Chapter 1. About Ubuntu

Some people say South African entrepreneur Mark Shuttleworth is a very lucky man. Others say he’s an astute businessman and talented software engineer. But whichever way you look at it, there’s no denying that he has twice helped steer the course of technological development throughout the world.

In 1995, he founded Thawte, the first company outside the United States to produce a fully encrypted, commercially available web server, and a leading provider of server certification, that he sold for a cool half billion dollars just four years later.

Using the proceeds, not only did Shuttleworth achieve his ambition of blasting into space on a Russian Soyuz and spending over a week in the International Space Station, he also funded the development of Ubuntu, now the largest Linux distribution by a long way.

Since its release in 2004, Ubuntu has consistently topped the chart of the most popular Linux distributions, and it currently accounts for over a third of all installations. In 2009, according to Dimensional Research/KACE, Ubuntu was the second most likely operating system companies intended to deploy in place of Windows Vista or 7. And if it continues its phenomenal growth, 2010 should see Ubuntu knock OS X out of first place in that poll.

So this book is about Mark Shuttleworth’s second major technology hit because, with an estimated 10 million users and growing, a hit it surely is. But to understand what Ubuntu is you need to know a little of its development because it’s the result of combining many different unique parts, whose roots can be traced back over 25 years.

Why Ubuntu?

The one question I am most asked is, “Why Ubuntu?” There’s no single answer to this. Instead, I offer a selection of reasons depending on the asker’s computing requirements. So here, in no particular order, are my reasons why you should choose Ubuntu as your operating system.

Its development is open

The whole philosophy behind the GNU project of which Linux is a part (and Ubuntu is a flavor of Linux) is that “software should be free.” Although that often means the software is free of charge (not always, as you can see in the successful marketing of Red Hat products and Novell’s SUSE products, both based on Linux), it means more importantly that all development is visible and shared.

Downloads and upgrades are free

So whether you are a personal user running Ubuntu at home or one of hundreds of people in a company running Ubuntu, you pay nothing for the software. People around the world, of every economic class, so long as they have access to a computer, can use everything offered as part of Ubuntu. And not only is the original download free but so is every upgrade that follows.

It’s quick to install

If you haven’t installed Ubuntu before but have installed an operating system such as Windows XP, Vista, or 7, you’ll be amazed at how quick and easy Ubuntu is to install.

Upgrading is easy

Whenever a new version is released, Ubuntu will tell you and offer to upgrade automatically, at no cost, as long as you have an Internet connection.

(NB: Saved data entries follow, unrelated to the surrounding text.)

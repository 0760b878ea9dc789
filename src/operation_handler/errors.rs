//! SCIM error envelope
//!
//! Every request-scoped failure is rendered as an RFC 7644 section 3.12 error
//! response. The `detail` text comes from the error's `Display` output, which
//! never contains the configured or the presented API key.

use super::core::SCIM_CONTENT_TYPE;
use crate::error::ScimError;
use axum::{
    http::{HeaderValue, StatusCode, header},
    response::{IntoResponse, Response},
};
use log::error;
use serde::{Deserialize, Serialize};

/// Schema URI of SCIM error responses.
pub const ERROR_SCHEMA_URI: &str = "urn:ietf:params:scim:api:messages:2.0:Error";

/// Body of a SCIM error response.
#[derive(Debug, Clone, Serialize, Deserialize, PartialEq, Eq)]
pub struct ScimErrorResponse {
    pub schemas: Vec<String>,
    /// HTTP status code, serialized as a string as RFC 7644 requires
    pub status: String,
    pub detail: String,
    /// Stable error classification tag
    pub kind: String,
}

impl ScimError {
    /// HTTP status code reported for this error.
    pub fn status_code(&self) -> StatusCode {
        match self {
            ScimError::Unauthenticated(_) => StatusCode::UNAUTHORIZED,
            ScimError::SchemaNotFound { .. }
            | ScimError::ResourceTypeNotFound { .. }
            | ScimError::RouteNotFound { .. } => StatusCode::NOT_FOUND,
            ScimError::InvalidQuery { .. } | ScimError::InvalidPath { .. } => {
                StatusCode::BAD_REQUEST
            }
            ScimError::MethodNotAllowed { .. } => StatusCode::METHOD_NOT_ALLOWED,
            ScimError::RequestTimeout { .. } => StatusCode::REQUEST_TIMEOUT,
            ScimError::Json(_) | ScimError::Internal { .. } => StatusCode::INTERNAL_SERVER_ERROR,
        }
    }
}

/// Build the error envelope for an error.
pub fn create_error_response(error: &ScimError) -> ScimErrorResponse {
    ScimErrorResponse {
        schemas: vec![ERROR_SCHEMA_URI.to_string()],
        status: error.status_code().as_u16().to_string(),
        detail: error.to_string(),
        kind: error.kind().as_str().to_string(),
    }
}

impl IntoResponse for ScimError {
    fn into_response(self) -> Response {
        let status = self.status_code();
        if status.is_server_error() {
            error!("Discovery request failed: {}", self);
        }

        let body = match serde_json::to_vec(&create_error_response(&self)) {
            Ok(body) => body,
            Err(e) => {
                error!("Failed to serialize error envelope: {}", e);
                return status.into_response();
            }
        };

        (
            status,
            [(header::CONTENT_TYPE, HeaderValue::from_static(SCIM_CONTENT_TYPE))],
            body,
        )
            .into_response()
    }
}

Support is readily available

For home and private users, a wealth of support is available at the Ubuntu website and in forums across the Internet. If you have a problem, you can usually get an answer within hours (if not minutes). This is because Ubuntu is written by volunteers all around the globe who maintain contact with each other via these forums, and they are always happy to help out if they can.

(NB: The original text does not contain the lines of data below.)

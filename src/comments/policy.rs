//! ModerationPolicy - configured time windows and the reply-depth hook.

use std::time::Duration;

use serde::{Deserialize, Serialize};

/// Time-window and depth configuration for the comment engine.
///
/// Each window is measured from the comment's original creation timestamp;
/// the action stays permitted up to and including the boundary instant and
/// expires once `created_at + window < now`. A zero window therefore denies
/// the action as soon as any time has elapsed - it does not mean unlimited.
#[derive(Debug, Clone, PartialEq, Eq, Serialize, Deserialize)]
#[serde(default)]
pub struct ModerationPolicy {
    /// How long after creation the author may edit.
    pub edit_window: Duration,
    /// How long after creation the author may delete.
    pub delete_window: Duration,
    /// Nesting limit consulted by `can_have_reply`; None means no limit.
    pub max_reply_depth: Option<u32>,
}

impl Default for ModerationPolicy {
    fn default() -> Self {
        Self {
            edit_window: Duration::from_secs(300),
            delete_window: Duration::from_secs(300),
            max_reply_depth: None,
        }
    }
}

impl ModerationPolicy {
    pub fn new() -> Self {
        Self::default()
    }

    pub fn with_edit_window(mut self, window: Duration) -> Self {
        self.edit_window = window;
        self
    }

    pub fn with_delete_window(mut self, window: Duration) -> Self {
        self.delete_window = window;
        self
    }

    pub fn with_max_reply_depth(mut self, depth: Option<u32>) -> Self {
        self.max_reply_depth = depth;
        self
    }
}

#[cfg(test)]
mod tests {
    use super::*;

    #[test]
    fn builder_overrides_defaults() {
        let policy = ModerationPolicy::new()
            .with_edit_window(Duration::from_secs(60))
            .with_delete_window(Duration::from_secs(120))
            .with_max_reply_depth(Some(4));

        assert_eq!(policy.edit_window, Duration::from_secs(60));
        assert_eq!(policy.delete_window, Duration::from_secs(120));
        assert_eq!(policy.max_reply_depth, Some(4));
    }

    #[test]
    fn deserializes_with_defaults() {
        let policy: ModerationPolicy = serde_json::from_str("{}").unwrap();
        assert_eq!(policy, ModerationPolicy::default());
    }
}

Enterprise support is priced modestly

Although free support is available, businesses will probably find it much more convenient to take out a multi-installation license for a Long Term Support version of Ubuntu (such as 10.04). This brings a whole new level of assistance to the enterprise user, while still keeping the overall running costs of Ubuntu far cheaper than proprietary operating systems such as Windows.

You can modify it

If you have programmers who are familiar with Linux in your organization, they can obtain the Ubuntu source code totally free of charge and can then modify it in any way necessary, as long as they release the new code under the same terms. This can drastically speed up a company’s development cycle by relying on software that’s already been written. This is, in fact, how new features often get added to Linux, and how parts of the operating system are improved.

It’s portable

You can run Ubuntu from a CD-ROM or USB thumb drive without installing it.

It comes with office applications

Ubuntu comes with preinstalled so that you can get up and running straight away, writing documents, spreadsheets, and presentations, and your files will be compatible with Microsoft Office.

Of course, there are many other reasons, but these are probably the main ones.